I’ve missed the ladies’ pond, but not its politics
I’m as excited for the reopening of our social lives as the next woman, but the most important reopening for me is that of Hampstead ladies pond.
This means I swim daily in freezing water, amid the ducks and glowering skies. But there is one drawback: the volatile community who also swims there. In America, I swam daily in the sea: this was at times a bit frightening, but from a political vantage all was quiet.
The pond, however, has prompted an explosion in debate since the introduction of a law stating that anyone who identifies as a woman can swim there, including people with male genitalia. As you can imagine, not all swimmers – especially the older ones – are so keen on this. But, as ever, the young warriors won out.

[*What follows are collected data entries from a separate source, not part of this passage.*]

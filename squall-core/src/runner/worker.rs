use std::time::Instant;

use crate::scenario::Scenario;

use super::progress::LiveCounters;
use super::scoreboard::{ResponseClass, Scoreboard};
use super::transport::Transport;

/// One simulated client: a transport session and the scoreboard it fills.
#[derive(Debug)]
pub struct Worker<'a, T> {
    id: u64,
    transport: T,
    live: Option<&'a LiveCounters>,
}

impl<T: Transport> Worker<'static, T> {
    pub fn new(id: u64, transport: T) -> Self {
        Self {
            id,
            transport,
            live: None,
        }
    }
}

impl<'a, T: Transport> Worker<'a, T> {
    pub(crate) fn with_live(id: u64, transport: T, live: &'a LiveCounters) -> Self {
        Self {
            id,
            transport,
            live: Some(live),
        }
    }

    pub fn id(&self) -> u64 {
        self.id
    }

    pub fn transport(&self) -> &T {
        &self.transport
    }

    /// Replay `scenario` `passes` times, strictly in order.
    ///
    /// The first response the failure policy disqualifies marks the scoreboard failed and ends
    /// the run for this worker, including any remaining passes.
    pub fn run(&mut self, scenario: &Scenario, passes: u32) -> Scoreboard {
        let mut board = Scoreboard::new();

        for pass in 1..=passes {
            for (i, request) in scenario.requests.iter().enumerate() {
                for _ in 0..request.repeat.get() {
                    let t0 = Instant::now();
                    let outcome = self.transport.send(request);
                    let elapsed = t0.elapsed();

                    let class = ResponseClass::from_outcome(&outcome);
                    board.record(class, elapsed);
                    if let Some(live) = self.live {
                        live.request_sent();
                    }

                    match &outcome {
                        Ok(status) => tracing::trace!(
                            client = self.id,
                            request = i + 1,
                            status,
                            elapsed_us = u64::try_from(elapsed.as_micros()).unwrap_or(u64::MAX),
                            "response"
                        ),
                        Err(err) => tracing::debug!(
                            client = self.id,
                            request = i + 1,
                            kind = %err.kind(),
                            error = %err,
                            "transport error"
                        ),
                    }

                    if scenario.policy.should_abort(class) {
                        tracing::warn!(
                            client = self.id,
                            pass,
                            request = i + 1,
                            url = %request.url,
                            outcome = %class,
                            "scenario failed"
                        );
                        board.mark_failed();
                        return board;
                    }
                }
            }
        }

        board
    }
}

The Facebook group can get pretty nasty. An older woman recently posted that she was uncomfortable with the prospect of sharing changing areas with woman-identifying people with male parts. She was instantly mauled; told she was essentially a transphobic hate crime-commmiter and so on. The posts have since been removed.
The aggression doesn’t seem limited to that most vexing issue. Last week I saw a teeth-gnashing post reporting on some women spotted in the swan pond, rather than the swimming pond. There might be a spot of lockdown madness in all this: people are emotionally fraught and quick to turn on each other. But it’s not just that, as the long-raging dispute over trans women in women-only spaces makes clear. No, the culture war has certainly engulfed the ponds, too. Oh, for the simplicity of the sea.